As a former teacher with a MBA, I read a lot of “business books.” And of the titles I’ve read over the past few years, none have characterized the future of public education more presciently than Thomas Friedman’s The World is Flat.
You can imagine my surprise, then, when I read an Op-Ed in this weekend’s New York Times in which Friedman abandons the nascent non-hierarchical plains of the twenty-first century for the familiar twentieth-century terrain of command-and-control. Yet there it is – and there he is – writing about the future of school reform, and praising the Obama administration’s Race to the Top program.
First, let’s recall what Friedman described in The World is Flat – the dawn of collaboration and the demise of top-down politics. As he wrote, “We are now just at the beginning of a massive, worldwide change in habits. . . from command and control to connect and collaborate.” In that world, “the most important ability you can develop in a flat world is the ability to ‘learn how to learn,’” and the only way that sort of shift will come about is by “having an abundance of trust.” Friedman quotes a wide range of experts to strengthen his claims, including foreign policy expert Michael Mandelbaum, who, though speaking of geopolitics, might as well have been talking about school reform. “People change as a result of what they notice,” Mandelbaum said, “not just what they are told.”
Which leads us to this weekend’s column, and Friedman’s praise for the Obama administration’s support of a vision of “educational reform based on accountability of teachers and principals,” and for an education secretary who trumpets reforms that “have already showed double-digit increases in reading or math in their first year” without realizing the only thing those sorts of numerical gains accurately reflect are the funhouse-mirror state of our modern discourse.

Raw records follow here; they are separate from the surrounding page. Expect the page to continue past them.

//! Validation/evaluation results mirrored onto a submitted [`AstNode`].

use indexmap::IndexMap;
use serde::{Deserialize, Serialize};

use crate::ast::{AstNode, ConstantValue};

/// Error vocabulary shared with the validation service.
#[derive(Debug, Clone, Copy, PartialEq, Eq, Hash, Serialize, Deserialize)]
#[serde(rename_all = "SCREAMING_SNAKE_CASE")]
pub enum EvaluationErrorCode {
    UndefinedFunction,
    WrongNumberOfArguments,
    MissingOperand,
    UnknownField,
    UnknownTable,
    UnknownLink,
    UnknownCustomList,
    InvalidConstant,
    Unexpected,
}

impl std::fmt::Display for EvaluationErrorCode {
    fn fmt(&self, f: &mut std::fmt::Formatter<'_>) -> std::fmt::Result {
        let s = match self {
            EvaluationErrorCode::UndefinedFunction => "UNDEFINED_FUNCTION",
            EvaluationErrorCode::WrongNumberOfArguments => "WRONG_NUMBER_OF_ARGUMENTS",
            EvaluationErrorCode::MissingOperand => "MISSING_OPERAND",
            EvaluationErrorCode::UnknownField => "UNKNOWN_FIELD",
            EvaluationErrorCode::UnknownTable => "UNKNOWN_TABLE",
            EvaluationErrorCode::UnknownLink => "UNKNOWN_LINK",
            EvaluationErrorCode::UnknownCustomList => "UNKNOWN_CUSTOM_LIST",
            EvaluationErrorCode::InvalidConstant => "INVALID_CONSTANT",
            EvaluationErrorCode::Unexpected => "UNEXPECTED",
        };
        f.write_str(s)
    }
}

/// One validation error attached to a node.
#[derive(Debug, Clone, PartialEq, Eq, Serialize, Deserialize)]
#[serde(rename_all = "camelCase")]
pub struct EvaluationError {
    pub code: EvaluationErrorCode,
    pub message: String,
    #[serde(default, skip_serializing_if = "Option::is_none")]
    pub argument_index: Option<usize>,
    #[serde(default, skip_serializing_if = "Option::is_none")]
    pub argument_name: Option<String>,
}

impl EvaluationError {
    pub fn new(code: EvaluationErrorCode, message: impl Into<String>) -> Self {
        Self {
            code,
            message: message.into(),
            argument_index: None,
            argument_name: None,
        }
    }

    pub fn at_index(mut self, index: usize) -> Self {
        self.argument_index = Some(index);
        self
    }

    pub fn at_name(mut self, name: impl Into<String>) -> Self {
        self.argument_name = Some(name.into());
        self
    }
}

/// Shape-mirrored evaluation tree for a submitted [`AstNode`].
#[derive(Debug, Clone, Default, PartialEq, Serialize, Deserialize)]
#[serde(rename_all = "camelCase")]
pub struct NodeEvaluation {
    #[serde(default)]
    pub errors: Vec<EvaluationError>,
    #[serde(default, skip_serializing_if = "Option::is_none")]
    pub return_value: Option<ConstantValue>,
    #[serde(default)]
    pub children: Vec<NodeEvaluation>,
    #[serde(default)]
    pub named_children: IndexMap<String, NodeEvaluation>,
}

impl NodeEvaluation {
    /// An error-free evaluation with the same shape as `node`.
    pub fn clean_for(node: &AstNode) -> Self {
        Self {
            errors: Vec::new(),
            return_value: None,
            children: node.children.iter().map(Self::clean_for).collect(),
            named_children: node
                .named_children
                .iter()
                .map(|(k, v)| (k.clone(), Self::clean_for(v)))
                .collect(),
        }
    }

    /// True when this tree mirrors `node` exactly (counts and key sets at every level).
    pub fn matches_shape(&self, node: &AstNode) -> bool {
        self.children.len() == node.children.len()
            && self.named_children.len() == node.named_children.len()
            && self
                .children
                .iter()
                .zip(&node.children)
                .all(|(e, n)| e.matches_shape(n))
            && self.named_children.iter().all(|(key, e)| {
                node.named_children
                    .get(key)
                    .map(|n| e.matches_shape(n))
                    .unwrap_or(false)
            })
    }

    /// True when any node in the tree carries an error.
    pub fn has_errors(&self) -> bool {
        !self.errors.is_empty()
            || self.children.iter().any(NodeEvaluation::has_errors)
            || self.named_children.values().any(NodeEvaluation::has_errors)
    }

    /// Total number of errors in the tree.
    pub fn error_count(&self) -> usize {
        self.errors.len()
            + self.children.iter().map(NodeEvaluation::error_count).sum::<usize>()
            + self
                .named_children
                .values()
                .map(NodeEvaluation::error_count)
                .sum::<usize>()
    }
}

#[cfg(test)]
mod tests {
    use super::*;

    fn comparison() -> AstNode {
        AstNode::function("=")
            .with_child(AstNode::constant(1.0))
            .with_child(AstNode::function("Payload").with_child(AstNode::constant("amount")))
    }

    #[test]
    fn clean_evaluation_mirrors_shape() {
        let node = comparison();
        let eval = NodeEvaluation::clean_for(&node);
        assert!(eval.matches_shape(&node));
        assert!(!eval.has_errors());
    }

    #[test]
    fn missing_child_breaks_shape() {
        let node = comparison();
        let mut eval = NodeEvaluation::clean_for(&node);
        eval.children.pop();
        assert!(!eval.matches_shape(&node));
    }

    #[test]
    fn error_codes_serialize_screaming_snake() {
        let err = EvaluationError::new(EvaluationErrorCode::UnknownField, "no field 'x'").at_index(1);
        let value = serde_json::to_value(&err).unwrap();
        assert_eq!(value["code"], "UNKNOWN_FIELD");
        assert_eq!(value["argumentIndex"], 1);
        assert!(value.get("argumentName").is_none());
    }

    #[test]
    fn nested_errors_are_counted() {
        let node = comparison();
        let mut eval = NodeEvaluation::clean_for(&node);
        eval.children[1]
            .errors
            .push(EvaluationError::new(EvaluationErrorCode::UnknownField, "x"));
        assert!(eval.has_errors());
        assert_eq!(eval.error_count(), 1);
    }
}
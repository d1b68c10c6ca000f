//! Wire form of a scenario formula node.
//!
//! An [`AstNode`] is what gets persisted and what the validation service
//! receives: an operator/function name, ordered positional children, named
//! children and an optional literal constant.

use indexmap::IndexMap;
use serde::{Deserialize, Deserializer, Serialize};

/// Name carried by an empty operand slot.
pub const UNDEFINED_NODE_NAME: &str = "Undefined";

/// Literal payload of a constant node.
#[derive(Debug, Clone, PartialEq, Serialize, Deserialize)]
#[serde(untagged)]
pub enum ConstantValue {
    Null,
    Bool(bool),
    Number(f64),
    String(String),
    StringList(Vec<String>),
    NumberList(Vec<f64>),
    BoolList(Vec<bool>),
}

impl ConstantValue {
    pub fn as_str(&self) -> Option<&str> {
        match self {
            ConstantValue::String(s) => Some(s),
            _ => None,
        }
    }

    pub fn as_f64(&self) -> Option<f64> {
        match self {
            ConstantValue::Number(n) => Some(*n),
            _ => None,
        }
    }

    pub fn as_string_list(&self) -> Option<&[String]> {
        match self {
            ConstantValue::StringList(items) => Some(items),
            _ => None,
        }
    }

    /// Display text without quoting; `Display` quotes strings.
    pub fn label(&self) -> String {
        match self {
            ConstantValue::String(s) => s.clone(),
            ConstantValue::StringList(items) => items.join(", "),
            other => other.to_string(),
        }
    }

    /// Short type tag used in descriptions and error messages.
    pub fn type_name(&self) -> &'static str {
        match self {
            ConstantValue::Null => "null",
            ConstantValue::Bool(_) => "bool",
            ConstantValue::Number(_) => "number",
            ConstantValue::String(_) => "string",
            ConstantValue::StringList(_) => "string[]",
            ConstantValue::NumberList(_) => "number[]",
            ConstantValue::BoolList(_) => "bool[]",
        }
    }
}

impl std::fmt::Display for ConstantValue {
    fn fmt(&self, f: &mut std::fmt::Formatter<'_>) -> std::fmt::Result {
        match self {
            ConstantValue::Null => write!(f, "null"),
            ConstantValue::Bool(b) => write!(f, "{b}"),
            ConstantValue::Number(n) => write!(f, "{n}"),
            ConstantValue::String(s) => write!(f, "\"{s}\""),
            ConstantValue::StringList(items) => {
                let parts: Vec<String> = items.iter().map(|s| format!("\"{s}\"")).collect();
                write!(f, "[{}]", parts.join(", "))
            }
            ConstantValue::NumberList(items) => {
                let parts: Vec<String> = items.iter().map(|n| n.to_string()).collect();
                write!(f, "[{}]", parts.join(", "))
            }
            ConstantValue::BoolList(items) => {
                let parts: Vec<String> = items.iter().map(|b| b.to_string()).collect();
                write!(f, "[{}]", parts.join(", "))
            }
        }
    }
}

impl From<&str> for ConstantValue {
    fn from(value: &str) -> Self {
        ConstantValue::String(value.to_string())
    }
}

impl From<String> for ConstantValue {
    fn from(value: String) -> Self {
        ConstantValue::String(value)
    }
}

impl From<f64> for ConstantValue {
    fn from(value: f64) -> Self {
        ConstantValue::Number(value)
    }
}

impl From<bool> for ConstantValue {
    fn from(value: bool) -> Self {
        ConstantValue::Bool(value)
    }
}

impl From<Vec<String>> for ConstantValue {
    fn from(value: Vec<String>) -> Self {
        ConstantValue::StringList(value)
    }
}

/// Persisted/wire node of a scenario formula.
#[derive(Debug, Clone, PartialEq, Serialize, Deserialize)]
#[serde(rename_all = "camelCase")]
pub struct AstNode {
    /// Operator or function name, empty for plain constants.
    #[serde(default)]
    pub name: String,
    /// `Some(ConstantValue::Null)` when the wire carries `constant: null`.
    #[serde(
        default,
        deserialize_with = "deserialize_present",
        skip_serializing_if = "Option::is_none"
    )]
    pub constant: Option<ConstantValue>,
    #[serde(default)]
    pub children: Vec<AstNode>,
    #[serde(default)]
    pub named_children: IndexMap<String, AstNode>,
}

/// A present key always yields `Some`, so `null` stays distinguishable from absent.
fn deserialize_present<'de, D>(deserializer: D) -> Result<Option<ConstantValue>, D::Error>
where
    D: Deserializer<'de>,
{
    ConstantValue::deserialize(deserializer).map(Some)
}

impl AstNode {
    /// Leaf constant node.
    pub fn constant(value: impl Into<ConstantValue>) -> Self {
        Self {
            name: String::new(),
            constant: Some(value.into()),
            children: Vec::new(),
            named_children: IndexMap::new(),
        }
    }

    /// Operator/function node with no children yet.
    pub fn function(name: impl Into<String>) -> Self {
        Self {
            name: name.into(),
            constant: None,
            children: Vec::new(),
            named_children: IndexMap::new(),
        }
    }

    /// Parse the JSON wire form.
    pub fn from_json(json: &str) -> crate::Result<Self> {
        Ok(serde_json::from_str(json)?)
    }

    pub fn to_json(&self) -> crate::Result<String> {
        Ok(serde_json::to_string(self)?)
    }

    /// Empty operand slot waiting to be filled.
    pub fn undefined() -> Self {
        Self::function(UNDEFINED_NODE_NAME)
    }

    pub fn with_child(mut self, child: AstNode) -> Self {
        self.children.push(child);
        self
    }

    pub fn with_children(mut self, children: impl IntoIterator<Item = AstNode>) -> Self {
        self.children.extend(children);
        self
    }

    pub fn with_named_child(mut self, key: impl Into<String>, child: AstNode) -> Self {
        self.named_children.insert(key.into(), child);
        self
    }

    pub fn is_constant(&self) -> bool {
        self.name.is_empty() && self.constant.is_some()
    }

    pub fn is_undefined(&self) -> bool {
        self.name == UNDEFINED_NODE_NAME || (self.name.is_empty() && self.constant.is_none())
    }

    /// Total number of nodes in this subtree, including `self`.
    pub fn size(&self) -> usize {
        1 + self.children.iter().map(AstNode::size).sum::<usize>()
            + self.named_children.values().map(AstNode::size).sum::<usize>()
    }

    /// Constant string stored in a named child, if any.
    pub fn named_str(&self, key: &str) -> Option<&str> {
        self.named_children
            .get(key)
            .and_then(|n| n.constant.as_ref())
            .and_then(ConstantValue::as_str)
    }

    /// True when `other` has the same positional counts and named key sets at every level.
    pub fn same_shape(&self, other: &AstNode) -> bool {
        self.children.len() == other.children.len()
            && self.named_children.len() == other.named_children.len()
            && self
                .children
                .iter()
                .zip(&other.children)
                .all(|(a, b)| a.same_shape(b))
            && self.named_children.iter().all(|(key, a)| {
                other
                    .named_children
                    .get(key)
                    .map(|b| a.same_shape(b))
                    .unwrap_or(false)
            })
    }
}

#[cfg(test)]
mod tests {
    use super::*;

    #[test]
    fn deserialize_wire_shape() {
        let json = r#"{
            "name": "=",
            "children": [
                {"name": "Payload", "children": [{"constant": "status"}], "namedChildren": {}},
                {"constant": "open", "children": [], "namedChildren": {}}
            ],
            "namedChildren": {}
        }"#;
        let node: AstNode = serde_json::from_str(json).unwrap();
        assert_eq!(node.name, "=");
        assert_eq!(node.children.len(), 2);
        assert!(node.children[1].is_constant());
        assert_eq!(node.children[1].constant, Some(ConstantValue::from("open")));
        assert_eq!(node.size(), 4);
    }

    #[test]
    fn null_constant_differs_from_absent() {
        let with_null: AstNode =
            serde_json::from_str(r#"{"name": "", "constant": null}"#).unwrap();
        let absent: AstNode = serde_json::from_str(r#"{"name": ""}"#).unwrap();
        assert_eq!(with_null.constant, Some(ConstantValue::Null));
        assert!(with_null.is_constant());
        assert_eq!(absent.constant, None);
        assert!(absent.is_undefined());
    }

    #[test]
    fn serialize_uses_camel_case_and_skips_absent_constant() {
        let node = AstNode::function("And").with_named_child("label", AstNode::constant("x"));
        let value = serde_json::to_value(&node).unwrap();
        assert!(value.get("namedChildren").is_some());
        assert!(value.get("constant").is_none());
    }

    #[test]
    fn list_constants_round_trip() {
        let node = AstNode::constant(ConstantValue::NumberList(vec![1.0, 2.5]));
        let json = serde_json::to_string(&node).unwrap();
        let back: AstNode = serde_json::from_str(&json).unwrap();
        assert_eq!(back, node);
    }

    #[test]
    fn json_helpers_report_serialize_errors() {
        let node = AstNode::function("Not").with_child(AstNode::constant(false));
        let back = AstNode::from_json(&node.to_json().unwrap()).unwrap();
        assert_eq!(back, node);
        assert!(matches!(
            AstNode::from_json("{\"name\": 3}"),
            Err(crate::ScenarioError::Serialize(_))
        ));
    }

    #[test]
    fn label_leaves_strings_unquoted() {
        assert_eq!(ConstantValue::from("open").label(), "open");
        assert_eq!(ConstantValue::from("open").to_string(), "\"open\"");
        assert_eq!(ConstantValue::Number(2.5).label(), "2.5");
        let list = ConstantValue::StringList(vec!["a".to_string(), "b".to_string()]);
        assert_eq!(list.label(), "a, b");
    }

    #[test]
    fn same_shape_compares_structure_only() {
        let a = AstNode::function("=")
            .with_child(AstNode::constant(1.0))
            .with_child(AstNode::constant(2.0));
        let b = AstNode::function(">")
            .with_child(AstNode::constant("x"))
            .with_child(AstNode::undefined());
        let c = AstNode::function("=").with_child(AstNode::constant(1.0));
        assert!(a.same_shape(&b));
        assert!(!a.same_shape(&c));
    }
}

What Friedman seems to have forgotten, and what the Obama administration has repeatedly failed to heed, is that systems as dysfunctional as those in American public education require more than a new set of end goals: they require deep and sustained investments in our collective capacity to imagine and sustain something new – and that sort of change requires two main ingredients: technical expertise and emotional commitment.
Unfortunately, Race to the Top (RTTT) lacks both ingredients: its formulas for technical expertise, such as new teacher evaluation systems (good idea) based significantly on student test scores (bad idea), move the goalposts but ignore the skill levels of the players. As international change expert Michael Fullan points out, RTTT “pays little or no attention to developing the capacity of leaders to improve together or as a system: it is based on a failed theory that teacher quality can be increased by a system of competitive rewards, and it rests on a badly flawed model of management where everyone manages their own unit, is accountable for results, and competes with their peers – creating fiefdoms, silos, and lack of capacity or incentives for professionals to help each other” – in short, the sorts of habits Friedman defines as the key to becoming successful in the flat world of the twenty-first century.
Worse still, programs like RTTT reflect a technocratic insensitivity to the actual rhythms of human beings, and a complete disregard for the necessity of building a shared emotional commitment for the changes we seek (Chicago, anyone?). So whereas attaching a dollar sign to the “recommended” reforms of RTTT was an effective strategy, as was tying each state’s conditional funding under ARRA to its agreement to adopt the common core learning standards, it’s equally true that there are short games and there are long games. And what I loved about The World is Flat was its recognition that to win the long game of the current century, compulsion was fool’s gold; commitment was the gold standard.
In fairness to Mr. Friedman, this point was made long before him. As Plato said, a loooong time ago, “Knowledge, which is acquired under compulsion, obtains no hold on the mind.”
The sooner we heed that advice, the better.
(This article also appeared in the Huffington Post.)
Will Richardson says:
Well said.
Throughout the whole RTTT mess, I keep being reminded of what Lawrence Lessig says in Republic Lost, to paraphrase, that when money is involved, it doesn’t matter if decision makers have good intentions. Just the mere appearance of influence casts a long shadow over whatever decisions are being made. I find it very difficult to discuss the Common Core or the evaluation schemes that have been adopted on the merits since it’s far too easy to see the influence that funding has had on both.
And Friedman…sigh.
Sam says:
Agreed, Will. Did you click on the link I embedded in the article about Monika Hardy’s work and a radically different (and truly innovative) vision of modern education? Would love to hear your thoughts; it’s at http://thebelab.blogspot.com/p/about.html.
Chris Johnson says:
Agreed, also. I would note, though, that Friedman’s The World is Flat seems to view education as wholly dedicated to producing economic outcomes. Thus, it should not be surprising when he aligns himself with instrumentalist and hierarchical policies that look like machines for producing the next generation of workers.
An irony that I worry about is that these leaders (Obama, Friedman, Duncan) never had to undergo remedial, test-driven, standards-defined educations themselves. They all benefited from liberal arts settings and rather elite schools.